» Work to complete: The exercise calls for a faithful copy of all the data.

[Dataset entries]

--- START ---

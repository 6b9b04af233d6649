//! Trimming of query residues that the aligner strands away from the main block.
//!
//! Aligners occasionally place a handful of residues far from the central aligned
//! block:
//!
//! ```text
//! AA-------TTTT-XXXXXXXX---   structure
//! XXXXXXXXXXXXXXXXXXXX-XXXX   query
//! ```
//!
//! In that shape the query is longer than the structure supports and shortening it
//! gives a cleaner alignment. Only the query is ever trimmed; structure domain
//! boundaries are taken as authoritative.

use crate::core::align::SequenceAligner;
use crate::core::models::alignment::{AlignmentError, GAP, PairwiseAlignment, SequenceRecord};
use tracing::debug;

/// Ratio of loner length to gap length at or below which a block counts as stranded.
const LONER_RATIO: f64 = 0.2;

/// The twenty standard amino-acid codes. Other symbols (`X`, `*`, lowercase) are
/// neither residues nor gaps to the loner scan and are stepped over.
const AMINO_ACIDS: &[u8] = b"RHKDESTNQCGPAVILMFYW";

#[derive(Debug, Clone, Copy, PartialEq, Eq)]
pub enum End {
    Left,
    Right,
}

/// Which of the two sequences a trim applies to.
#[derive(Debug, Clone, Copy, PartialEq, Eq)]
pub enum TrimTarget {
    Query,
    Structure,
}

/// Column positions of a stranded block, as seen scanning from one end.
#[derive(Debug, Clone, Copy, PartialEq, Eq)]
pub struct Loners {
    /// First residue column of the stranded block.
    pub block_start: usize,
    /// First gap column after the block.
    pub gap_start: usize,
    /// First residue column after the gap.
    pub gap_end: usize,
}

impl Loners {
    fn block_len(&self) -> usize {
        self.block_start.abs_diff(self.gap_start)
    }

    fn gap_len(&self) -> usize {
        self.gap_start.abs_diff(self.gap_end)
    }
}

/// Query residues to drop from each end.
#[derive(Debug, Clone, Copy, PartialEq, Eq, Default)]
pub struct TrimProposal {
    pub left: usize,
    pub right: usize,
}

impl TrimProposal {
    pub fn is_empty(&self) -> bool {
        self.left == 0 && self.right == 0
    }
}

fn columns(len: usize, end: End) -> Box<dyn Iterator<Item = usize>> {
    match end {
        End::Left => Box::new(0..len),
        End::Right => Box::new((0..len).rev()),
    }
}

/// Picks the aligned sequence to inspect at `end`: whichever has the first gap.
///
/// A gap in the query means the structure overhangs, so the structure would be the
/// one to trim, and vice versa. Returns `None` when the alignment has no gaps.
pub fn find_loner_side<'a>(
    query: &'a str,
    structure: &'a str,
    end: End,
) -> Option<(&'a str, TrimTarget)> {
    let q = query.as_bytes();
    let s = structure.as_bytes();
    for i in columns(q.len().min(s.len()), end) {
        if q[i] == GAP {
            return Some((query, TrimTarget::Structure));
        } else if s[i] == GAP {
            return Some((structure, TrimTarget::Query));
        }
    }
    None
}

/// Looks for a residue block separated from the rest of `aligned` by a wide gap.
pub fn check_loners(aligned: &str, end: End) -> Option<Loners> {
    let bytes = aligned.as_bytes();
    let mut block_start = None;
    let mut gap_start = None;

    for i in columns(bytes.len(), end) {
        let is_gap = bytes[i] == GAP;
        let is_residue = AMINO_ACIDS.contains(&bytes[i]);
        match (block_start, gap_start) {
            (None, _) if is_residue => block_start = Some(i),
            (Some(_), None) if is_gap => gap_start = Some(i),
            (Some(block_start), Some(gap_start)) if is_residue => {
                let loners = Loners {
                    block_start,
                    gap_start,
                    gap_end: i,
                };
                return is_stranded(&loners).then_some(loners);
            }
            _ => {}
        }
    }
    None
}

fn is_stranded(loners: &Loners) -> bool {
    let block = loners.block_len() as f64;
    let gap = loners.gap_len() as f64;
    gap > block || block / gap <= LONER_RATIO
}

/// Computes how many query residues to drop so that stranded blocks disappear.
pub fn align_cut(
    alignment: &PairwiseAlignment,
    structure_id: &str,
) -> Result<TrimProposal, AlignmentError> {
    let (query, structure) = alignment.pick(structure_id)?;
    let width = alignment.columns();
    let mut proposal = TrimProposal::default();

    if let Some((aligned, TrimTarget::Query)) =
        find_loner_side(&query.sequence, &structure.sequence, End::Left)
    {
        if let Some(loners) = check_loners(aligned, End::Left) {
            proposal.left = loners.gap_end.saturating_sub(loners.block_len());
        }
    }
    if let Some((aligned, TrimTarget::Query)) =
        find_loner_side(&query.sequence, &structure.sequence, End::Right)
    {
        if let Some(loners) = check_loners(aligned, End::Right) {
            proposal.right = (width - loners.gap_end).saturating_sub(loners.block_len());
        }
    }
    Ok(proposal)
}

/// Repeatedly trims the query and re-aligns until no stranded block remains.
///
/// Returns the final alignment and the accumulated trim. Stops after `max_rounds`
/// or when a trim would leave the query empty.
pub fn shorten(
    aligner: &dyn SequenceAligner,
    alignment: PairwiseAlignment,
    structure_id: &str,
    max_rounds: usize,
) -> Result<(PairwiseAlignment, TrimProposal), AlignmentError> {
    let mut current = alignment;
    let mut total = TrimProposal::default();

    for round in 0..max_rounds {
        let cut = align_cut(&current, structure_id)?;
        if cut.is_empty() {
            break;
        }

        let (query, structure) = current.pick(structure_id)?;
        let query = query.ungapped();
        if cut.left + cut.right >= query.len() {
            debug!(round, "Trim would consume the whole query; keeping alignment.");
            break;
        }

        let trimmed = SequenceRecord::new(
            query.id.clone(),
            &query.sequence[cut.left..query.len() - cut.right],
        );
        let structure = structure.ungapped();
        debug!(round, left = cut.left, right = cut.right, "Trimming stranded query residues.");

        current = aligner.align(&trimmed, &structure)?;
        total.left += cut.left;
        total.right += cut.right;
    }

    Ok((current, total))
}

--- END ---

» Task result:
repository 6b9b04af233d6649
//! Trimming of query residues that the aligner strands away from the main block.
//!
//! Aligners occasionally place a handful of residues far from the central aligned
//! block:
//!
//! ```text
//! AA-------TTTT-XXXXXXXX---   structure
//! XXXXXXXXXXXXXXXXXXXX-XXXX   query
//! ```
//!
//! In that shape the query is longer than the structure supports and shortening it
//! gives a cleaner alignment. Only the query is ever trimmed; structure domain
//! boundaries are taken as authoritative.

use crate::core::align::SequenceAligner;
use crate::core::models::alignment::{AlignmentError, GAP, PairwiseAlignment, SequenceRecord};
use tracing::debug;

/// Ratio of loner length to gap length at or below which a block counts as stranded.
const LONER_RATIO: f64 = 0.2;

/// The twenty standard amino-acid codes. Other symbols (`X`, `*`, lowercase) are
/// neither residues nor gaps to the loner scan and are stepped over.
const AMINO_ACIDS: &[u8] = b"RHKDESTNQCGPAVILMFYW";

#[derive(Debug, Clone, Copy, PartialEq, Eq)]
pub enum End {
    Left,
    Right,
}

/// Which of the two sequences a trim applies to.
#[derive(Debug, Clone, Copy, PartialEq, Eq)]
pub enum TrimTarget {
    Query,
    Structure,
}

/// Column positions of a stranded block, as seen scanning from one end.
#[derive(Debug, Clone, Copy, PartialEq, Eq)]
pub struct Loners {
    /// First residue column of the stranded block.
    pub block_start: usize,
    /// First gap column after the block.
    pub gap_start: usize,
    /// First residue column after the gap.
    pub gap_end: usize,
}

impl Loners {
    fn block_len(&self) -> usize {
        self.block_start.abs_diff(self.gap_start)
    }

    fn gap_len(&self) -> usize {
        self.gap_start.abs_diff(self.gap_end)
    }
}

/// Query residues to drop from each end.
#[derive(Debug, Clone, Copy, PartialEq, Eq, Default)]
pub struct TrimProposal {
    pub left: usize,
    pub right: usize,
}

impl TrimProposal {
    pub fn is_empty(&self) -> bool {
        self.left == 0 && self.right == 0
    }
}

fn columns(len: usize, end: End) -> Box<dyn Iterator<Item = usize>> {
    match end {
        End::Left => Box::new(0..len),
        End::Right => Box::new((0..len).rev()),
    }
}

/// Picks the aligned sequence to inspect at `end`: whichever has the first gap.
///
/// A gap in the query means the structure overhangs, so the structure would be the
/// one to trim, and vice versa. Returns `None` when the alignment has no gaps.
pub fn find_loner_side<'a>(
    query: &'a str,
    structure: &'a str,
    end: End,
) -> Option<(&'a str, TrimTarget)> {
    let q = query.as_bytes();
    let s = structure.as_bytes();
    for i in columns(q.len().min(s.len()), end) {
        if q[i] == GAP {
            return Some((query, TrimTarget::Structure));
        } else if s[i] == GAP {
            return Some((structure, TrimTarget::Query));
        }
    }
    None
}

/// Looks for a residue block separated from the rest of `aligned` by a wide gap.
pub fn check_loners(aligned: &str, end: End) -> Option<Loners> {
    let bytes = aligned.as_bytes();
    let mut block_start = None;
    let mut gap_start = None;

    for i in columns(bytes.len(), end) {
        let is_gap = bytes[i] == GAP;
        let is_residue = AMINO_ACIDS.contains(&bytes[i]);
        match (block_start, gap_start) {
            (None, _) if is_residue => block_start = Some(i),
            (Some(_), None) if is_gap => gap_start = Some(i),
            (Some(block_start), Some(gap_start)) if is_residue => {
                let loners = Loners {
                    block_start,
                    gap_start,
                    gap_end: i,
                };
                return is_stranded(&loners).then_some(loners);
            }
            _ => {}
        }
    }
    None
}

fn is_stranded(loners: &Loners) -> bool {
    let block = loners.block_len() as f64;
    let gap = loners.gap_len() as f64;
    gap > block || block / gap <= LONER_RATIO
}

/// Computes how many query residues to drop so that stranded blocks disappear.
pub fn align_cut(
    alignment: &PairwiseAlignment,
    structure_id: &str,
) -> Result<TrimProposal, AlignmentError> {
    let (query, structure) = alignment.pick(structure_id)?;
    let width = alignment.columns();
    let mut proposal = TrimProposal::default();

    if let Some((aligned, TrimTarget::Query)) =
        find_loner_side(&query.sequence, &structure.sequence, End::Left)
    {
        if let Some(loners) = check_loners(aligned, End::Left) {
            proposal.left = loners.gap_end.saturating_sub(loners.block_len());
        }
    }
    if let Some((aligned, TrimTarget::Query)) =
        find_loner_side(&query.sequence, &structure.sequence, End::Right)
    {
        if let Some(loners) = check_loners(aligned, End::Right) {
            proposal.right = (width - loners.gap_end).saturating_sub(loners.block_len());
        }
    }
    Ok(proposal)
}

/// Repeatedly trims the query and re-aligns until no stranded block remains.
///
/// Returns the final alignment and the accumulated trim. Stops after `max_rounds`
/// or when a trim would leave the query empty.
pub fn shorten(
    aligner: &dyn SequenceAligner,
    alignment: PairwiseAlignment,
    structure_id: &str,
    max_rounds: usize,
) -> Result<(PairwiseAlignment, TrimProposal), AlignmentError> {
    let mut current = alignment;
    let mut total = TrimProposal::default();

    for round in 0..max_rounds {
        let cut = align_cut(&current, structure_id)?;
        if cut.is_empty() {
            break;
        }

        let (query, structure) = current.pick(structure_id)?;
        let query = query.ungapped();
        if cut.left + cut.right >= query.len() {
            debug!(round, "Trim would consume the whole query; keeping alignment.");
            break;
        }

        let trimmed = SequenceRecord::new(
            query.id.clone(),
            &query.sequence[cut.left..query.len() - cut.right],
        );
        let structure = structure.ungapped();
        debug!(round, left = cut.left, right = cut.right, "Trimming stranded query residues.");

        current = aligner.align(&trimmed, &structure)?;
        total.left += cut.left;
        total.right += cut.right;
    }

    Ok((current, total))
}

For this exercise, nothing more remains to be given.